**What to work on:**
Only a number is wanted here: the number of lines of the data that include "AppState".

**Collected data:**
use axum::{
    routing::{get, post},
    Router,
};
use std::sync::Arc;
use tower_http::{
    cors::{Any, CorsLayer},
    trace::TraceLayer,
};

use crate::config::AnalyticsConfig;
use crate::tracker::AccessTracker;

use super::handlers::{
    health_check, link_events, link_time_series, owner_events, owner_live, record_event,
    track_link_activity, AppState,
};

pub fn create_api_router(tracker: Arc<AccessTracker>, analytics: AnalyticsConfig) -> Router {
    let state = Arc::new(AppState { tracker, analytics });

    let cors = CorsLayer::new()
        .allow_origin(Any)
        .allow_methods(Any)
        .allow_headers(Any);

    let api_routes = Router::new()
        .route("/events", post(record_event))
        .route("/links/{link_id}/activity", post(track_link_activity))
        .route("/links/{link_id}/timeseries", get(link_time_series))
        .route("/links/{link_id}/events", get(link_events))
        .route("/owners/{owner_id}/events", get(owner_events))
        .route("/owners/{owner_id}/live", get(owner_live))
        .with_state(state);

    Router::new()
        .route("/health", get(health_check))
        .nest("/api", api_routes)
        .layer(TraceLayer::new_for_http())
        .layer(cors)
}
//! HTTP surface for recording events and reading dashboards

pub mod handlers;
pub mod routes;

pub use routes::create_api_router;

**Written solution:**
2